START Extracted entries
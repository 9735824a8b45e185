// Ultralytics 🚀 AGPL-3.0 License - https://ultralytics.com/license

/// 检测系统 (Detection System)
///
/// - types: 原始输出 / 检测结果 / 视频统计
/// - normalizer: 原始输出 → DetectionResult
/// - detector: 检测器门面, 图片/批量/视频/摄像头入口
pub mod detector;
pub mod normalizer;
pub mod types;

pub use detector::Detector;
pub use normalizer::normalize;
pub use types::{DetectionResult, RawDetection, RawOutput, VideoStats};
// Ultralytics 🚀 AGPL-3.0 License - https://ultralytics.com/license

//! 命令行参数

use std::fs;
use std::path::{Path, PathBuf};

use clap::{Parser, Subcommand};

use crate::config::DEFAULT_CONFIG_PATH;
use crate::detection::detector::result_path;
use crate::error::{DetectError, Result};

/// 支持的图片扩展名
pub const IMAGE_EXTENSIONS: [&str; 5] = ["jpg", "jpeg", "png", "bmp", "tiff"];

pub const IMAGE_OUTPUT_DIR: &str = "output/images";
pub const VIDEO_OUTPUT_DIR: &str = "output/videos";

/// 头盔检测
#[derive(Parser, Debug)]
#[command(author, version, about = "头盔检测 - YOLOv8 ONNX 推理", long_about = None)]
pub struct Cli {
    /// 配置文件
    #[arg(short, long, global = true, default_value = DEFAULT_CONFIG_PATH)]
    pub config: PathBuf,

    #[command(subcommand)]
    pub command: Commands,
}

/// 覆盖配置中的模型与阈值
#[derive(clap::Args, Debug, Clone, Default)]
pub struct ModelArgs {
    /// 模型路径 (覆盖配置)
    #[arg(short, long)]
    pub model: Option<PathBuf>,

    /// 置信度阈值
    #[arg(long)]
    pub conf: Option<f32>,

    /// NMS IOU阈值
    #[arg(long)]
    pub iou: Option<f32>,
}

#[derive(Subcommand, Debug)]
pub enum Commands {
    /// 图片或图片目录推理
    Image {
        /// 图片文件或目录
        #[arg(short, long)]
        source: PathBuf,

        /// 输出路径 (文件输入为文件, 目录输入为目录)
        #[arg(short, long)]
        output: Option<PathBuf>,

        #[command(flatten)]
        model: ModelArgs,

        /// 显示结果窗口 (仅单张图片)
        #[arg(long)]
        show: bool,

        /// 写入 JSON 报告
        #[arg(long)]
        json: Option<PathBuf>,

        /// 单张失败时继续处理其余图片
        #[arg(long)]
        keep_going: bool,
    },

    /// 视频文件推理
    Video {
        /// 视频文件
        #[arg(short, long)]
        source: PathBuf,

        /// 输出视频路径
        #[arg(short, long)]
        output: Option<PathBuf>,

        #[command(flatten)]
        model: ModelArgs,

        /// 实时显示
        #[arg(long)]
        show: bool,

        /// 写入 JSON 报告
        #[arg(long)]
        json: Option<PathBuf>,
    },

    /// 摄像头实时推理 (Ctrl-C 停止)
    Webcam {
        /// 摄像头索引
        #[arg(long, default_value_t = 0)]
        camera: usize,

        #[command(flatten)]
        model: ModelArgs,

        /// 不显示窗口
        #[arg(long)]
        no_show: bool,
    },

    /// 列出摄像头设备
    Devices,
}

pub fn is_image(path: &Path) -> bool {
    path.extension()
        .and_then(|e| e.to_str())
        .map(|e| IMAGE_EXTENSIONS.contains(&e.to_lowercase().as_str()))
        .unwrap_or(false)
}

/// 目录下的图片 (不递归, 按文件名排序)
pub fn collect_images(dir: &Path) -> Result<Vec<PathBuf>> {
    if !dir.is_dir() {
        return Err(DetectError::InvalidSource(dir.to_path_buf()));
    }
    let mut images = Vec::new();
    for entry in fs::read_dir(dir)? {
        let path = entry?.path();
        if path.is_file() && is_image(&path) {
            images.push(path);
        }
    }
    images.sort();
    Ok(images)
}

/// 默认输出: `output/images/<stem>_result<ext>`
pub fn default_image_output(source: &Path) -> PathBuf {
    result_path(Path::new(IMAGE_OUTPUT_DIR), source)
}

/// 默认输出: `output/videos/<stem>_result<ext>`
pub fn default_video_output(source: &Path) -> PathBuf {
    result_path(Path::new(VIDEO_OUTPUT_DIR), source)
}

/// 平均每张图片的检测数, 只统计成功的图片
pub fn average_per_image(total: usize, ok: usize) -> f64 {
    if ok == 0 {
        0.0
    } else {
        total as f64 / ok as f64
    }
}

#[cfg(test)]
mod tests {
    use super::*;

    #[test]
    fn test_average_per_image() {
        assert_eq!(average_per_image(7, 2), 3.5);
        assert_eq!(average_per_image(0, 3), 0.0);
        assert_eq!(average_per_image(5, 0), 0.0);
    }

    #[test]
    fn test_parse_image() {
        let cli = Cli::parse_from([
            "helmet", "image", "--source", "a.jpg", "--conf", "0.4", "--keep-going",
        ]);
        assert_eq!(cli.config, PathBuf::from(DEFAULT_CONFIG_PATH));
        match cli.command {
            Commands::Image {
                source,
                model,
                keep_going,
                show,
                ..
            } => {
                assert_eq!(source, PathBuf::from("a.jpg"));
                assert_eq!(model.conf, Some(0.4));
                assert_eq!(model.iou, None);
                assert!(keep_going);
                assert!(!show);
            }
            other => panic!("unexpected command {other:?}"),
        }
    }

    #[test]
    fn test_parse_webcam_with_global_config() {
        let cli = Cli::parse_from(["helmet", "webcam", "--camera", "1", "--no-show", "-c", "x.yaml"]);
        assert_eq!(cli.config, PathBuf::from("x.yaml"));
        assert!(matches!(
            cli.command,
            Commands::Webcam {
                camera: 1,
                no_show: true,
                ..
            }
        ));
    }

    #[test]
    fn test_source_is_required() {
        assert!(Cli::try_parse_from(["helmet", "video"]).is_err());
    }

    #[test]
    fn test_collect_images() {
        let dir = tempfile::tempdir().unwrap();
        for name in ["b.PNG", "a.jpg", "notes.txt", "c.tiff"] {
            fs::write(dir.path().join(name), b"").unwrap();
        }
        fs::create_dir(dir.path().join("nested.jpg")).unwrap();

        let images = collect_images(dir.path()).unwrap();
        let names: Vec<_> = images
            .iter()
            .map(|p| p.file_name().unwrap().to_string_lossy().to_string())
            .collect();
        assert_eq!(names, ["a.jpg", "b.PNG", "c.tiff"]);

        assert!(matches!(
            collect_images(&dir.path().join("missing")),
            Err(DetectError::InvalidSource(_))
        ));
    }

    #[test]
    fn test_default_outputs() {
        assert_eq!(
            default_image_output(Path::new("input/images/test.jpg")),
            PathBuf::from("output/images/test_result.jpg")
        );
        assert_eq!(
            default_video_output(Path::new("clip.mp4")),
            PathBuf::from("output/videos/clip_result.mp4")
        );
    }
}
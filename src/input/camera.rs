// Ultralytics 🚀 AGPL-3.0 License - https://ultralytics.com/license

//! 摄像头输入
//!
//! 按平台选择 FFmpeg 采集格式: DirectShow(Windows) / AVFoundation(macOS) / V4L2(Linux)

use anyhow::{anyhow, Result};

/// FFmpeg 摄像头输入描述
#[derive(Debug, Clone, PartialEq, Eq)]
pub struct CameraInput {
    pub url: String,
    pub format: &'static str,
}

#[cfg(target_os = "windows")]
pub const CAMERA_FORMAT: &str = "dshow"; // DirectShow
#[cfg(target_os = "macos")]
pub const CAMERA_FORMAT: &str = "avfoundation"; // AVFoundation
#[cfg(target_os = "linux")]
pub const CAMERA_FORMAT: &str = "v4l2"; // Video4Linux2
#[cfg(not(any(target_os = "windows", target_os = "macos", target_os = "linux")))]
pub const CAMERA_FORMAT: &str = "video4linux2";

/// 设备索引 → FFmpeg 输入地址
pub fn camera_input(index: usize) -> Result<CameraInput> {
    #[cfg(target_os = "windows")]
    let url = {
        // dshow 只接受设备名称
        let devices = get_camera_devices();
        let (_, name) = devices
            .into_iter()
            .find(|(i, _)| *i == index)
            .ok_or_else(|| anyhow!("camera #{} not found", index))?;
        format!("video={}", name)
    };
    #[cfg(target_os = "linux")]
    let url = format!("/dev/video{}", index);
    #[cfg(not(any(target_os = "windows", target_os = "linux")))]
    let url = format!("{}", index);

    #[cfg(target_os = "linux")]
    if !std::path::Path::new(&url).exists() {
        return Err(anyhow!("camera #{} not found ({} does not exist)", index, url));
    }

    Ok(CameraInput {
        url,
        format: CAMERA_FORMAT,
    })
}

/// 获取可用摄像头列表
pub fn get_camera_devices() -> Vec<(usize, String)> {
    match ez_ffmpeg::device::get_input_video_devices() {
        Ok(devices) => devices.into_iter().enumerate().collect(),
        Err(e) => {
            log::warn!("⚠️ 获取摄像头列表失败: {}", e);
            vec![]
        }
    }
}
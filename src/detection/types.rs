// Ultralytics 🚀 AGPL-3.0 License - https://ultralytics.com/license

/// 检测系统数据结构定义
/// Data structures for the detection system
use std::collections::BTreeMap;

use serde::Serialize;

// ========== 模型原始输出 ==========

/// 单个原始检测框 (模型 → 归一化器)
#[derive(Clone, Debug, PartialEq)]
pub struct RawDetection {
    pub bbox: [f32; 4], // x_min, y_min, x_max, y_max (原图像素坐标)
    pub class_id: usize,
    pub confidence: f32,
}

impl RawDetection {
    pub fn new(bbox: [f32; 4], class_id: usize, confidence: f32) -> Self {
        Self {
            bbox,
            class_id,
            confidence,
        }
    }

    pub fn width(&self) -> f32 {
        (self.bbox[2] - self.bbox[0]).max(0.0)
    }

    pub fn height(&self) -> f32 {
        (self.bbox[3] - self.bbox[1]).max(0.0)
    }

    pub fn area(&self) -> f32 {
        self.width() * self.height()
    }

    pub fn intersection_area(&self, another: &RawDetection) -> f32 {
        let l = self.bbox[0].max(another.bbox[0]);
        let r = self.bbox[2].min(another.bbox[2]);
        let t = self.bbox[1].max(another.bbox[1]);
        let b = self.bbox[3].min(another.bbox[3]);
        (r - l).max(0.) * (b - t).max(0.)
    }

    pub fn iou(&self, another: &RawDetection) -> f32 {
        let inter = self.intersection_area(another);
        let union = self.area() + another.area() - inter;
        if union <= 0.0 {
            0.0
        } else {
            inter / union
        }
    }
}

/// 单张图片的原始推理输出
///
/// `boxes == None` 表示模型没有给出任何检测框
#[derive(Clone, Debug, Default, PartialEq)]
pub struct RawOutput {
    pub boxes: Option<Vec<RawDetection>>,
}

impl RawOutput {
    pub fn new(boxes: Vec<RawDetection>) -> Self {
        Self {
            boxes: if boxes.is_empty() { None } else { Some(boxes) },
        }
    }

    pub fn empty() -> Self {
        Self { boxes: None }
    }

    pub fn len(&self) -> usize {
        self.boxes.as_ref().map_or(0, Vec::len)
    }

    pub fn is_empty(&self) -> bool {
        self.len() == 0
    }
}

// ========== 归一化结果 ==========

/// 单张图片/单帧的检测结果
///
/// boxes / labels / confidences 长度一致且等于 count
#[derive(Clone, Debug, Default, PartialEq, Serialize)]
pub struct DetectionResult {
    boxes: Vec<[f32; 4]>,
    labels: Vec<String>,
    confidences: Vec<f32>,
    count: usize,
}

impl DetectionResult {
    pub(crate) fn from_parts(
        boxes: Vec<[f32; 4]>,
        labels: Vec<String>,
        confidences: Vec<f32>,
    ) -> Self {
        debug_assert!(boxes.len() == labels.len() && labels.len() == confidences.len());
        let count = boxes.len();
        Self {
            boxes,
            labels,
            confidences,
            count,
        }
    }

    pub fn boxes(&self) -> &[[f32; 4]] {
        &self.boxes
    }

    pub fn labels(&self) -> &[String] {
        &self.labels
    }

    pub fn confidences(&self) -> &[f32] {
        &self.confidences
    }

    pub fn count(&self) -> usize {
        self.count
    }

    pub fn is_empty(&self) -> bool {
        self.count == 0
    }

    /// 按 (box, label, confidence) 遍历
    pub fn detections(&self) -> impl Iterator<Item = (&[f32; 4], &str, f32)> + '_ {
        self.boxes
            .iter()
            .zip(self.labels.iter())
            .zip(self.confidences.iter())
            .map(|((b, l), c)| (b, l.as_str(), *c))
    }

    /// 各类别数量分布
    pub fn class_counts(&self) -> BTreeMap<String, usize> {
        let mut counts = BTreeMap::new();
        for label in &self.labels {
            *counts.entry(label.clone()).or_insert(0) += 1;
        }
        counts
    }
}

/// 视频统计
#[derive(Clone, Debug, Default, PartialEq, Serialize)]
pub struct VideoStats {
    pub frames: usize,
    pub total_detections: usize,
    pub avg_detections_per_frame: f64,
}

impl VideoStats {
    pub fn new(frames: usize, total_detections: usize) -> Self {
        let avg_detections_per_frame = if frames > 0 {
            total_detections as f64 / frames as f64
        } else {
            0.0
        };
        Self {
            frames,
            total_detections,
            avg_detections_per_frame,
        }
    }

    /// 累计一帧
    pub fn record(&mut self, detections: usize) {
        *self = Self::new(self.frames + 1, self.total_detections + detections);
    }
}

#[cfg(test)]
mod tests {
    use super::*;

    #[test]
    fn test_video_stats_no_frames() {
        let stats = VideoStats::new(0, 0);
        assert_eq!(stats.frames, 0);
        assert_eq!(stats.avg_detections_per_frame, 0.0);
        assert_eq!(VideoStats::default(), stats);
    }

    #[test]
    fn test_video_stats_record() {
        let mut stats = VideoStats::default();
        for n in [2, 0, 1] {
            stats.record(n);
        }
        assert_eq!(stats.frames, 3);
        assert_eq!(stats.total_detections, 3);
        assert!((stats.avg_detections_per_frame - 1.0).abs() < 1e-9);
    }

    #[test]
    fn test_iou() {
        let a = RawDetection::new([0., 0., 10., 10.], 0, 0.9);
        let b = RawDetection::new([5., 0., 15., 10.], 0, 0.8);
        assert!((a.iou(&b) - 50. / 150.).abs() < 1e-6);
        assert_eq!(a.iou(&RawDetection::new([20., 20., 30., 30.], 0, 0.5)), 0.0);
    }

    #[test]
    fn test_class_counts() {
        let result = DetectionResult::from_parts(
            vec![[0.; 4]; 3],
            vec!["rider".into(), "with helmet".into(), "rider".into()],
            vec![0.9, 0.8, 0.7],
        );
        let counts = result.class_counts();
        assert_eq!(counts["rider"], 2);
        assert_eq!(counts["with helmet"], 1);
        assert_eq!(result.detections().count(), 3);
    }
}
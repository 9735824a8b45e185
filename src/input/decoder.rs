// Ultralytics 🚀 AGPL-3.0 License - https://ultralytics.com/license

/// 帧流解码器
/// 独立线程运行 FFmpeg 解码, 通过有界通道按顺序交付 RGB 帧
use std::path::Path;
use std::thread::JoinHandle;
use std::time::Duration;

use anyhow::{anyhow, Result};
use crossbeam_channel::{bounded, Receiver, RecvTimeoutError, Sender};
use ez_ffmpeg::core::context::null_output::create_null_output;
use ez_ffmpeg::filter::frame_pipeline_builder::FramePipelineBuilder;
use ez_ffmpeg::stream_info::{find_video_stream_info, StreamInfo};
use ez_ffmpeg::{AVMediaType, FfmpegContext, Input};
use image::RgbImage;

use super::camera::camera_input;
use super::decode_filter::DecodeFilter;
use super::encoder::FrameRate;
use crate::signal;

/// 通道容量 (帧)
const CHANNEL_CAPACITY: usize = 8;
/// 中断标志轮询间隔
const POLL_INTERVAL: Duration = Duration::from_millis(100);

/// 解码线程 → 消费者
#[derive(Debug)]
pub enum StreamEvent {
    Frame(RgbImage),
    Failed(String),
}

/// 摄像头采集参数
#[derive(Debug, Clone)]
pub struct CameraOptions {
    pub video_size: String, // 例如 1280x720
    pub framerate: u32,
}

impl Default for CameraOptions {
    fn default() -> Self {
        Self {
            video_size: "1280x720".to_string(),
            framerate: 30,
        }
    }
}

/// 按顺序产出解码帧的迭代器
///
/// 解码失败时产出一次 `Err`, 之后结束. 可中断的流(摄像头)在收到
/// Ctrl-C 后结束.
pub struct FrameStream {
    rx: Receiver<StreamEvent>,
    handle: Option<JoinHandle<()>>,
    source: String,
    interruptible: bool,
    finished: bool,
}

impl FrameStream {
    /// 打开视频文件
    pub fn open_file(path: &Path) -> Result<Self> {
        if !path.is_file() {
            return Err(anyhow!("video file not found: {}", path.display()));
        }
        let url = path.to_string_lossy().to_string();
        let (tx, rx) = bounded(CHANNEL_CAPACITY);
        let filter = DecodeFilter::new(tx.clone(), url.clone());
        let source = url.clone();
        let handle = std::thread::Builder::new()
            .name("decoder".to_string())
            .spawn(move || {
                let input = Input::new(url.as_str());
                decode(input, filter, &tx);
            })?;

        Ok(Self {
            rx,
            handle: Some(handle),
            source,
            interruptible: false,
            finished: false,
        })
    }

    /// 打开本地摄像头 (实时源, 可被 Ctrl-C 中断)
    pub fn open_camera(index: usize, options: &CameraOptions) -> Result<Self> {
        let camera = camera_input(index)?;
        log::info!("📷 摄像头 #{}: {} ({})", index, camera.url, camera.format);

        let (tx, rx) = bounded(2);
        let filter = DecodeFilter::new(tx.clone(), camera.url.clone()).live(true);
        let source = camera.url.clone();
        let framerate = options.framerate.to_string();
        let video_size = options.video_size.clone();
        let handle = std::thread::Builder::new()
            .name("decoder".to_string())
            .spawn(move || {
                let input = Input::new(camera.url.as_str())
                    .set_format(camera.format)
                    .set_input_opts(
                        [
                            ("framerate", framerate.as_str()),
                            ("video_size", video_size.as_str()),
                        ]
                        .into(),
                    );
                decode(input, filter, &tx);
            })?;

        Ok(Self {
            rx,
            handle: Some(handle),
            source,
            interruptible: true,
            finished: false,
        })
    }

    fn finish(&mut self) {
        self.finished = true;
        if let Some(handle) = self.handle.take() {
            if handle.join().is_err() {
                log::error!("❌ 解码线程异常退出: {}", self.source);
            }
        }
    }
}

impl Iterator for FrameStream {
    type Item = Result<RgbImage>;

    fn next(&mut self) -> Option<Self::Item> {
        if self.finished {
            return None;
        }
        loop {
            if self.interruptible && signal::requested() {
                self.finished = true;
                return None;
            }
            match self.rx.recv_timeout(POLL_INTERVAL) {
                Ok(StreamEvent::Frame(frame)) => return Some(Ok(frame)),
                Ok(StreamEvent::Failed(e)) => {
                    self.finish();
                    return Some(Err(anyhow!("{}: {}", self.source, e)));
                }
                Err(RecvTimeoutError::Timeout) => continue,
                Err(RecvTimeoutError::Disconnected) => {
                    self.finish();
                    return None;
                }
            }
        }
    }
}

/// 读取视频流的平均帧率, 未知或读取失败时返回 None
pub fn source_frame_rate(path: &Path) -> Option<FrameRate> {
    match find_video_stream_info(path.to_string_lossy().to_string()) {
        Ok(Some(StreamInfo::Video { avg_frame_rate, .. })) => {
            FrameRate::new(avg_frame_rate.num, avg_frame_rate.den)
        }
        Ok(_) => None,
        Err(e) => {
            log::warn!("⚠️ 读取帧率失败 {}: {}", path.display(), e);
            None
        }
    }
}

/// 运行 FFmpeg 解码直到流结束
fn decode(input: Input, filter: DecodeFilter, tx: &Sender<StreamEvent>) {
    let pipe: FramePipelineBuilder = AVMediaType::AVMEDIA_TYPE_VIDEO.into();
    let pipe = pipe.filter("decode", Box::new(filter));
    let out = create_null_output().add_frame_pipeline(pipe);

    // 统一像素格式, 解码过滤器只处理 YUV420P
    let ctx = match FfmpegContext::builder()
        .input(input)
        .filter_descs(["format=yuv420p"].into())
        .output(out)
        .build()
    {
        Ok(ctx) => ctx,
        Err(e) => {
            let _ = tx.send(StreamEvent::Failed(format!("构建失败: {}", e)));
            return;
        }
    };

    let sch = match ctx.start() {
        Ok(sch) => sch,
        Err(e) => {
            let _ = tx.send(StreamEvent::Failed(format!("启动失败: {}", e)));
            return;
        }
    };

    // 消费者提前退出时过滤器会主动中止, 此时的错误可以忽略
    if let Err(e) = sch.wait() {
        log::debug!("解码结束: {}", e);
    }
}

#[cfg(test)]
mod tests {
    use super::*;

    #[test]
    fn test_missing_file() {
        assert!(FrameStream::open_file(Path::new("does/not/exist.mp4")).is_err());
    }

    #[test]
    fn test_failed_event_ends_stream() {
        let (tx, rx) = bounded(4);
        tx.send(StreamEvent::Frame(RgbImage::new(2, 2))).unwrap();
        tx.send(StreamEvent::Failed("broken".into())).unwrap();
        drop(tx);
        let mut stream = FrameStream {
            rx,
            handle: None,
            source: "test".into(),
            interruptible: false,
            finished: false,
        };
        assert!(stream.next().unwrap().is_ok());
        assert!(stream.next().unwrap().is_err());
        assert!(stream.next().is_none());
    }

    #[test]
    fn test_interrupt_ends_live_stream() {
        let _guard = signal::TEST_LOCK.lock().unwrap_or_else(|e| e.into_inner());
        let (tx, rx) = bounded(4);
        tx.send(StreamEvent::Frame(RgbImage::new(2, 2))).unwrap();
        let mut stream = FrameStream {
            rx,
            handle: None,
            source: "camera".into(),
            interruptible: true,
            finished: false,
        };

        signal::trigger();
        let next = stream.next();
        signal::reset();
        assert!(next.is_none());
        assert!(stream.next().is_none());
        drop(tx);
    }

    #[test]
    fn test_interrupt_ignored_for_files() {
        let _guard = signal::TEST_LOCK.lock().unwrap_or_else(|e| e.into_inner());
        let (tx, rx) = bounded(4);
        tx.send(StreamEvent::Frame(RgbImage::new(2, 2))).unwrap();
        drop(tx);
        let mut stream = FrameStream {
            rx,
            handle: None,
            source: "clip.mp4".into(),
            interruptible: false,
            finished: false,
        };

        signal::trigger();
        let next = stream.next();
        signal::reset();
        assert!(matches!(next, Some(Ok(_))));
    }

    #[test]
    fn test_frame_rate_of_missing_file() {
        assert_eq!(source_frame_rate(Path::new("does/not/exist.mp4")), None);
    }

    #[test]
    fn test_disconnect_ends_stream() {
        let (tx, rx) = bounded::<StreamEvent>(1);
        drop(tx);
        let mut stream = FrameStream {
            rx,
            handle: None,
            source: "test".into(),
            interruptible: false,
            finished: false,
        };
        assert!(stream.next().is_none());
    }
}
END Extracted entries
## Exercise objective
Extract every line containing the string "Ctrl" from the data above.

## Your response
    /// 摄像头实时推理 (Ctrl-C 停止)
/// Ctrl-C 后结束.
    /// 打开本地摄像头 (实时源, 可被 Ctrl-C 中断)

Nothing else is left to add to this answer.